§ **Your instructions**
Would you please copy every line below that includes the string "usize"?

(Material provided)

//! The incremental extraction session.
//!
//! Two layers live here. [`ScrollExtractLoop`] is the per-cycle state
//! machine: extract the visible window, emit progress, scroll, detect
//! stagnation, decide termination. [`HarvestSession`] wraps it with the
//! retry-guarded load and the terminal bookkeeping every exit path owes the
//! caller: an export artifact, a final frame, a closed driver, and a removed
//! registry entry.
//!
//! Cancellation is cooperative. The liveness flag is read at the start of a
//! cycle and before each non-terminal emit, never mid-extraction, so a cycle
//! in progress always completes its extraction before honoring a stop.

use std::sync::Arc;

use tokio::time::sleep;
use tracing::{debug, error, info, warn};

use crate::config::HarvestConfig;
use crate::driver::{DriverFactory, PageDriver};
use crate::emitter::{FrameSink, ProgressEmitter};
use crate::error::{HarvestError, Result};
use crate::export::CsvExporter;
use crate::loader::load_results;
use crate::normalizer::normalize;
use crate::registry::SessionRegistry;
use crate::types::{Listing, ProgressFrame, SearchQuery};

/// Why the scroll/extract loop stopped.
#[derive(Debug, Clone, Copy, PartialEq, Eq)]
pub enum TerminationReason {
    /// The session's liveness flag was down at a cycle boundary.
    Cancelled,
    /// Item count stagnated and no "show more" control exists.
    NoMoreResults,
    /// The scroll budget ran out.
    MaxScrollsReached,
    /// The configured result cap was met.
    MaxResultsReached,
}

/// Loop state. Each cycle walks Extracting → Scrolling (→ Stalled) and back,
/// until some transition lands on Terminated.
#[derive(Debug)]
enum ScrapePhase {
    Extracting,
    Scrolling,
    Stalled,
    Terminated(TerminationReason),
}

/// The scroll/extract cycle over one session's page driver.
pub struct ScrollExtractLoop<'a> {
    driver: &'a dyn PageDriver,
    emitter: &'a ProgressEmitter,
    registry: &'a SessionRegistry,
    session_id: &'a str,
    config: &'a HarvestConfig,
}

impl<'a> ScrollExtractLoop<'a> {
    pub fn new(
        driver: &'a dyn PageDriver,
        emitter: &'a ProgressEmitter,
        registry: &'a SessionRegistry,
        session_id: &'a str,
        config: &'a HarvestConfig,
    ) -> Self {
        Self {
            driver,
            emitter,
            registry,
            session_id,
            config,
        }
    }

    /// Run cycles until a terminal transition.
    ///
    /// `records` is the session's accumulated set; it is REPLACED each cycle
    /// with the full re-read of the visible window (earlier items may mutate
    /// or reorder as the feed re-renders). On error the caller keeps
    /// whatever the last completed cycle accumulated.
    pub async fn run(&self, records: &mut Vec<Listing>) -> Result<TerminationReason> {
        let mut phase = ScrapePhase::Extracting;
        let mut scrolls: u32 = 0;
        let mut last_count: usize = 0;

        loop {
            phase = match phase {
                ScrapePhase::Extracting => {
                    if !self.registry.is_live(self.session_id) {
                        ScrapePhase::Terminated(TerminationReason::Cancelled)
                    } else {
                        let snapshots = self.driver.collect_items().await?;
                        *records = snapshots.iter().filter_map(normalize).collect();
                        debug!(
                            session_id = %self.session_id,
                            visible = snapshots.len(),
                            kept = records.len(),
                            "cycle extracted"
                        );
                        self.emitter
                            .emit(records.clone(), format!("Found {} results...", records.len()))
                            .await?;
                        ScrapePhase::Scrolling
                    }
                }
                ScrapePhase::Scrolling => {
                    self.driver.scroll_results_pane().await?;
                    sleep(self.config.scroll_settle).await;
                    let count = self.driver.item_count().await?;
                    if count == last_count {
                        ScrapePhase::Stalled
                    } else {
                        last_count = count;
                        self.finish_cycle(&mut scrolls, records.len()).await
                    }
                }
                ScrapePhase::Stalled => {
                    if self.driver.activate_show_more().await? {
                        // Explicit pagination control; the cycle did not
                        // actually stall.
                        sleep(self.config.scroll_settle).await;
                        self.finish_cycle(&mut scrolls, records.len()).await
                    } else {
                        ScrapePhase::Terminated(TerminationReason::NoMoreResults)
                    }
                }
                ScrapePhase::Terminated(reason) => {
                    info!(
                        session_id = %self.session_id,
                        ?reason,
                        records = records.len(),
                        scrolls,
                        "scroll/extract loop terminated"
                    );
                    return Ok(reason);
                }
            };
        }
    }

    /// Cycle bookkeeping: count the scroll, enforce the ceilings, pause
    /// before the next extraction.
    async fn finish_cycle(&self, scrolls: &mut u32, accumulated: usize) -> ScrapePhase {
        *scrolls += 1;
        if *scrolls >= self.config.max_scrolls {
            return ScrapePhase::Terminated(TerminationReason::MaxScrollsReached);
        }
        if let Some(cap) = self.config.max_results {
            if accumulated >= cap {
                return ScrapePhase::Terminated(TerminationReason::MaxResultsReached);
            }
        }
        sleep(self.config.cycle_delay).await;
        ScrapePhase::Extracting
    }
}

/// How a whole session ended, as reported to callers and logs.
#[derive(Debug, Clone, PartialEq, Eq)]
pub enum SessionOutcome {
    Completed(TerminationReason),
    Cancelled,
    Failed(String),
}

/// Terminal summary of one session.
#[derive(Debug)]
pub struct SessionSummary {
    pub outcome: SessionOutcome,
    pub records: usize,
    pub filename: Option<String>,
}

/// One extraction session from accepted request to terminal cleanup.
pub struct HarvestSession {
    registry: Arc<SessionRegistry>,
    session_id: String,
    config: HarvestConfig,
    exporter: Arc<CsvExporter>,
}

impl HarvestSession {
    /// The session must already be registered under `session_id`; the HTTP
    /// layer registers before streaming so the opening frame can carry the
    /// identifier.
    pub fn new(
        registry: Arc<SessionRegistry>,
        session_id: impl Into<String>,
        config: HarvestConfig,
        exporter: Arc<CsvExporter>,
    ) -> Self {
        Self {
            registry,
            session_id: session_id.into(),
            config,
            exporter,
        }
    }

    /// Drive the session to a terminal state.
    ///
    /// Every exit path (completion, cancellation, load timeout, driver or
    /// sink failure) exports the accumulated set, attempts a final frame,
    /// releases the driver, and removes the registry entry.
    pub async fn run(
        &self,
        query: SearchQuery,
        factory: &dyn DriverFactory,
        sink: Box<dyn FrameSink>,
    ) -> SessionSummary {
        let emitter = ProgressEmitter::new(self.registry.clone(), self.session_id.clone(), sink);
        let mut records: Vec<Listing> = Vec::new();

        info!(
            session_id = %self.session_id,
            keyword = %query.keyword,
            location = query.location.as_deref().unwrap_or(""),
            "extraction session starting"
        );

        let outcome = match factory.create().await {
            Ok(driver) => {
                let result = self
                    .drive(&query, driver.as_ref(), &emitter, &mut records)
                    .await;
                if let Err(e) = driver.close().await {
                    warn!(session_id = %self.session_id, error = %e, "page driver close failed");
                }
                result
            }
            Err(e) => Err(HarvestError::Driver(e)),
        };

        let summary = self.finalize(outcome, records, &emitter).await;
        self.registry.remove(&self.session_id);
        summary
    }

    async fn drive(
        &self,
        query: &SearchQuery,
        driver: &dyn PageDriver,
        emitter: &ProgressEmitter,
        records: &mut Vec<Listing>,
    ) -> Result<TerminationReason> {
        emitter.emit(Vec::new(), "Starting search...").await?;
        load_results(driver, query, &self.config).await?;
        ScrollExtractLoop::new(driver, emitter, &self.registry, &self.session_id, &self.config)
            .run(records)
            .await
    }

    async fn finalize(
        &self,
        outcome: Result<TerminationReason>,
        records: Vec<Listing>,
        emitter: &ProgressEmitter,
    ) -> SessionSummary {
        let filename = match self.exporter.export(&records) {
            Ok(name) => Some(name),
            Err(e) => {
                error!(session_id = %self.session_id, error = %e, "export artifact failed");
                None
            }
        };
        let total = records.len();

        let (outcome, frame) = match outcome {
            Ok(TerminationReason::Cancelled) | Err(HarvestError::Cancelled) => (
                SessionOutcome::Cancelled,
                ProgressFrame::terminal(
                    records,
                    format!("Extraction stopped. Found {total} results"),
                    filename.clone(),
                ),
            ),
            Ok(reason) => (
                SessionOutcome::Completed(reason),
                ProgressFrame::terminal(
                    records,
                    format!("Completed! Found {total} results"),
                    filename.clone(),
                ),
            ),
            Err(e) => {
                error!(session_id = %self.session_id, error = %e, "extraction session failed");
                (
                    SessionOutcome::Failed(e.to_string()),
                    ProgressFrame::failed(
                        records,
                        "Error occurred during scraping",
                        e.to_string(),
                        filename.clone(),
                    ),
                )
            }
        };

        if let Err(e) = emitter.emit_terminal(frame).await {
            debug!(session_id = %self.session_id, error = %e, "terminal frame not delivered");
        }

        info!(
            session_id = %self.session_id,
            ?outcome,
            records = total,
            filename = filename.as_deref().unwrap_or(""),
            "extraction session finished"
        );

        SessionSummary {
            outcome,
            records: total,
            filename,
        }
    }
}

(End Material provided)

§ **Final answer**
        let mut last_count: usize = 0;
    async fn finish_cycle(&self, scrolls: &mut u32, accumulated: usize) -> ScrapePhase {
    pub records: usize,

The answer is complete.